Dalla dimensione psichica degli eroi omerici all’anima immortale di Platone. Una originale indagine di uno studioso americano .
Martino Menghi
Nella mente degli antichi greci. Alla ricerca della «psyche»
È una fortuna, possiamo dirlo, che Anthony A. Long abbia onorato solo di recente un vecchio contratto con la Harvard University Press per un saggio di psicologia antica. Il risultato infatti, invece che una monografia tradizionale, è un magnifico libro, agile e discorsivo, che apre nuove prospettive sul tema e che nella sua esemplare chiarezza si rivolge indifferentemente a un pubblico di studiosi e di non specialisti.
Frutto di una serie di seminari tenuti presso la Rinmin University of China, Greek Models of Mind and Self si caratterizza anche per quel passo felicemente didattico con cui l’autore si sofferma su alcuni concetti, li riprende, li elabora e infine li mette a confronto con nuove acquisizioni. Di più, nella sua padronanza della cultura greca e romana (e non solo), Long non si limita a sondare i classici della filosofia, ma attinge volentieri anche da fonti meno consuete ma altrettanto interessanti.

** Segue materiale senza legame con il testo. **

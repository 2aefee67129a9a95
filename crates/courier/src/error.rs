use thiserror::Error;

#[derive(Error, Debug)]
pub enum Error {
    #[error("HTTP request failed: {0}")]
    Http(#[from] reqwest::Error),

    #[error("JSON serialization/deserialization failed: {0}")]
    Json(#[from] serde_json::Error),

    #[error("API error ({status}): {message}")]
    Api { status: u16, message: String },

    #[error("Configuration error: {0}")]
    Config(String),

    #[error("Store error: {0}")]
    Store(String),

    #[error("Channel error: {0}")]
    Channel(String),
}
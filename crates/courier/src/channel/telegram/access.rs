use super::config::DmPolicy;

/// Gate on inbound private messages, applied before any dispatching.
pub struct AccessControl {
    policy: DmPolicy,
    allowed_users: Vec<i64>,
}

impl AccessControl {
    pub fn new(policy: DmPolicy, allowed_users: Vec<i64>) -> Self {
        Self {
            policy,
            allowed_users,
        }
    }

    /// Whether the sender's message should be processed at all. Denied
    /// messages get no reply.
    pub fn permits(&self, user_id: i64) -> bool {
        match self.policy {
            DmPolicy::Open => true,
            DmPolicy::Disabled => false,
            DmPolicy::Allowlist => self.allowed_users.contains(&user_id),
        }
    }
}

In principio ci sono gli eroi omerici, per i quali il “sé” è rappresentato dal proprio corpo, che è mosso nella sua azione e nelle sue emozioni da un soffio vitale di volta in volta chiamato thymos, phrenes, etor. Questo soffio o spirito se ne esce dal corpo al momento della morte, prendendo il nome onomatopeico di psyche, e non è destinato a sopravvivergli.
L’immortalità dell’uomo omerico consiste solo nella durata della sua fama (kleos), che gli deriva dalla sua gloria di combattente o di capo di un oikos. Di quanti sono morti, invece, non rimangono altro che ombre inconsistenti, inafferrabili, che quando vengono interrogate dai vivi lamentano la tristezza della loro condizione e rimpiangono la vita corporea senza la quale non sono più nulla. Immortali, athanatoi, sono solo gli dèi dell’Olimpo.

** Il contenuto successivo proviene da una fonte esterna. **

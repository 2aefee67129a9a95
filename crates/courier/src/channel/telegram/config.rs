use serde::{Deserialize, Serialize};

use crate::error::Error;

/// Environment variable consulted when `[telegram].token` is absent.
pub const TOKEN_ENV: &str = "COURIER_TELEGRAM_TOKEN";

/// Access policy for private chats.
#[derive(Debug, Clone, Copy, Default, PartialEq, Eq, Serialize, Deserialize)]
#[serde(rename_all = "snake_case")]
pub enum DmPolicy {
    /// Any user may talk to the bot (default).
    #[default]
    Open,
    /// Only users in `allowed_users` may interact.
    Allowlist,
    /// The bot ignores all private messages.
    Disabled,
}

/// Configuration for the Telegram channel.
#[derive(Debug, Clone, Default, Deserialize)]
pub struct TelegramConfig {
    /// Bot token. Falls back to the `COURIER_TELEGRAM_TOKEN` env var.
    #[serde(default)]
    pub token: Option<String>,

    #[serde(default)]
    pub dm_policy: DmPolicy,

    /// User IDs permitted when `dm_policy` is `allowlist`.
    #[serde(default)]
    pub allowed_users: Vec<i64>,
}

impl TelegramConfig {
    /// Resolve the bot token: config value first, environment second.
    pub fn resolve_token(&self) -> Result<String, Error> {
        if let Some(token) = &self.token {
            return Ok(token.clone());
        }
        std::env::var(TOKEN_ENV).map_err(|_| {
            Error::Config(format!(
                "telegram token missing: set [telegram].token or {TOKEN_ENV}"
            ))
        })
    }
}

#[cfg(test)]
mod tests {
    use super::*;

    #[test]
    fn dm_policy_default_is_open() {
        assert_eq!(DmPolicy::default(), DmPolicy::Open);
    }

    #[test]
    fn dm_policy_serde_names() {
        for (variant, expected) in [
            (DmPolicy::Open, "\"open\""),
            (DmPolicy::Allowlist, "\"allowlist\""),
            (DmPolicy::Disabled, "\"disabled\""),
        ] {
            assert_eq!(serde_json::to_string(&variant).unwrap(), expected);
        }
    }

    #[test]
    fn minimal_toml() {
        let config: TelegramConfig = toml::from_str("").unwrap();
        assert!(config.token.is_none());
        assert_eq!(config.dm_policy, DmPolicy::Open);
        assert!(config.allowed_users.is_empty());
    }

    #[test]
    fn full_toml() {
        let config: TelegramConfig = toml::from_str(
            r#"
            token = "123:ABC"
            dm_policy = "allowlist"
            allowed_users = [111, 222]
            "#,
        )
        .unwrap();
        assert_eq!(config.token.as_deref(), Some("123:ABC"));
        assert_eq!(config.dm_policy, DmPolicy::Allowlist);
        assert_eq!(config.allowed_users, vec![111, 222]);
    }

    #[test]
    fn configured_token_wins() {
        let config = TelegramConfig {
            token: Some("123:ABC".into()),
            ..Default::default()
        };
        assert_eq!(config.resolve_token().unwrap(), "123:ABC");
    }

    #[test]
    fn missing_token_names_both_sources() {
        // Relies on the env var being unset in the test environment.
        let config = TelegramConfig::default();
        if std::env::var(TOKEN_ENV).is_err() {
            let err = config.resolve_token().unwrap_err();
            assert!(err.to_string().contains(TOKEN_ENV));
        }
    }
}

Questa visione eroica della vita, il modo di sentire e di rappresentarsi proprio dell’uomo omerico sono solo un frammento del potenziale umano, un fondamento di continuo elaborato dagli scrittori contemporanei o successivi alla trascrizione dell’Iliade e dell’Odissea (VIII-VI sec. a.C.). Esiodo, per esempio, integra Omero accostando l’umano al divino invece che separarli: l’uomo, inizialmente beato fra gli dèi, ne è stato in seguito allontanato e, nell’età del ferro in cui vive e scrive il poeta, può riscattarsi solo con la fatica del suo lavoro e operando secondo giustizia per non incorrere in una punizione divina che trascende la sua vicenda mortale.
Si fa strada l’idea che esista una vita dopo la morte. Il concetto, sostanziato da suggestioni orfico-pitagoriche, ricompare nel poeta Pindaro (VI-V sec. a.C.) il quale ci parla di anime di defunti che si sono reincarnate in corpi di re e di potenti dopo un periodo nell’Ade. In un altro testo poi ci rivela che esiste un meraviglioso mondo sotterraneo illuminato da un suo sole, i cui abitanti passano il tempo tra gare sportive, di musica e ogni sorta di piaceri. Un’anticipazione dei Campi Elisi virgiliani.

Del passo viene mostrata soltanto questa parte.